Que penser des visions liées à une expérience de mort imminente ? Steven Laureys et son équipe ont recueilli et analysé 200 témoignages. Le point sur leurs découvertes étonnantes.
Dix pourcent des personnes qui font un arrêt cardiaque connaissent une expérience de mort imminente. Les témoignages sur ces EMI (NDE en anglais, pour near-death experience) s’accumulent et les scientifiques ne peuvent plus les ignorer. Les recherches pour tenter de comprendre le phénomène à l’intérieur du cerveau ne font que commencer. D’autant que, jusqu’ici, rares sont les médecins et chercheurs à avoir pris ce sujet au sérieux. Les récits compilés en Europe ou aux Etats-Unis ont surtout fait l’objet d’une exploitation éditoriale et commerciale à caractère le plus souvent sensationnaliste, surfant sur le thème en vogue de » la vie après la mort » et sur celui d’une conscience qui survivrait au cerveau. Les conférences sur ces questions font le plein et la plupart des livres consacrés aux EMI ont accédé au rang de best-sellers.

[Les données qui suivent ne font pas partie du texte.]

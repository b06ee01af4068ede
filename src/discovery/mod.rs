//! Serial device discovery and selection.
//!
//! Candidates come from a [`CandidateSource`] (normally a [`PlatformScan`]);
//! each one is probed with an open/close round trip through the injected
//! [`PortOpener`] and only the ones that pass are reported.

mod platform;
mod selector;

pub use platform::{Platform, PlatformScan};
pub use selector::select;

use crate::port::{DeviceHandle, PortConfiguration, PortOpener};
use tracing::debug;

/// Produces the device names worth probing.
pub trait CandidateSource: Send + Sync {
    fn candidates(&self) -> Vec<DeviceHandle>;
}

impl<T: CandidateSource + ?Sized> CandidateSource for &T {
    fn candidates(&self) -> Vec<DeviceHandle> {
        (**self).candidates()
    }
}

impl CandidateSource for Vec<DeviceHandle> {
    fn candidates(&self) -> Vec<DeviceHandle> {
        self.clone()
    }
}

/// Finds the serial devices that can actually be opened.
pub struct PortEnumerator<'a> {
    source: Box<dyn CandidateSource + 'a>,
    opener: &'a dyn PortOpener,
    probe_config: PortConfiguration,
}

impl<'a> PortEnumerator<'a> {
    pub fn new(source: impl CandidateSource + 'a, opener: &'a dyn PortOpener) -> Self {
        Self {
            source: Box::new(source),
            opener,
            probe_config: PortConfiguration::default(),
        }
    }

    /// Line settings used for the probe open.
    pub fn with_probe_config(mut self, config: PortConfiguration) -> Self {
        self.probe_config = config;
        self
    }

    /// Probe every candidate and keep, in enumeration order, those that open.
    pub fn discover(&self) -> Vec<DeviceHandle> {
        self.source
            .candidates()
            .into_iter()
            .filter(|handle| self.probe(handle))
            .collect()
    }

    fn probe(&self, handle: &DeviceHandle) -> bool {
        match self.opener.open(handle, self.probe_config) {
            Ok(port) => {
                drop(port);
                debug!(device = %handle, "probe ok");
                true
            }
            Err(e) => {
                debug!(device = %handle, "probe failed: {}", e);
                false
            }
        }
    }
}

#[cfg(test)]
mod tests {
    use super::*;
    use crate::port::{MockOpener, MockSerialPort};
    use pretty_assertions::assert_eq;

    fn handles(names: &[&str]) -> Vec<DeviceHandle> {
        names.iter().map(|&n| DeviceHandle::from(n)).collect()
    }

    #[test]
    fn test_discover_keeps_only_openable_in_order() {
        let usb1 = MockSerialPort::new("/dev/ttyUSB1");
        let acm0 = MockSerialPort::new("/dev/ttyACM0");
        let opener = MockOpener::new().with_port(usb1.clone()).with_port(acm0.clone());
        let candidates = handles(&["/dev/ttyS0", "/dev/ttyUSB1", "/dev/ttyS1", "/dev/ttyACM0"]);

        let found = PortEnumerator::new(candidates.clone(), &opener).discover();

        assert_eq!(found, handles(&["/dev/ttyUSB1", "/dev/ttyACM0"]));
        assert_eq!(opener.attempts(), candidates);
        assert_eq!(usb1.open_count(), usb1.close_count());
        assert_eq!(acm0.close_count(), 1);
    }

    #[test]
    fn test_discover_nothing_openable() {
        let opener = MockOpener::new();
        let found = PortEnumerator::new(handles(&["COM1", "COM2"]), &opener).discover();
        assert!(found.is_empty());
    }

    #[test]
    fn test_probe_uses_configured_baud() {
        let port = MockSerialPort::new("COM4");
        let opener = MockOpener::new().with_port(port.clone());

        PortEnumerator::new(handles(&["COM4"]), &opener)
            .with_probe_config(PortConfiguration::with_baud_rate(9600))
            .discover();

        assert_eq!(port.last_baud(), Some(9600));
    }
}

Le Vif/L’Express : Pourquoi un chercheur réputé comme vous se risque-t-il à travailler sur les expériences de mort imminente, thème que la plupart de vos collègues jugent un peu sulfureux ?
Steven Laureys : Pour deux raisons. D’une part, les histoires racontées par ces personnes me troublent. Leurs récits sont clairs et détaillés, alors que le cerveau de ces patients était endommagé, privé d’oxygène suite à un arrêt cardiaque. D’autre part, je m’insurge contre les affirmations incorrectes et dangereuses de certains auteurs. Prétendre que notre conscience est dans chaque cellule et que la mort cérébrale ne signifie pas qu’on ne perçoit plus rien est une aberration. Cela conduit à décourager le don d’organes, à une époque où trop de malades en attente d’une transplantation décèdent. Je suis le premier à admettre que nous avons encore beaucoup à apprendre sur le fonctionnement du cerveau, mais nous avons suffisamment de recul sur la mort cérébrale pour rejeter de faux arguments.
Quel est le profil des personnes dont vous avez collecté le témoignage ?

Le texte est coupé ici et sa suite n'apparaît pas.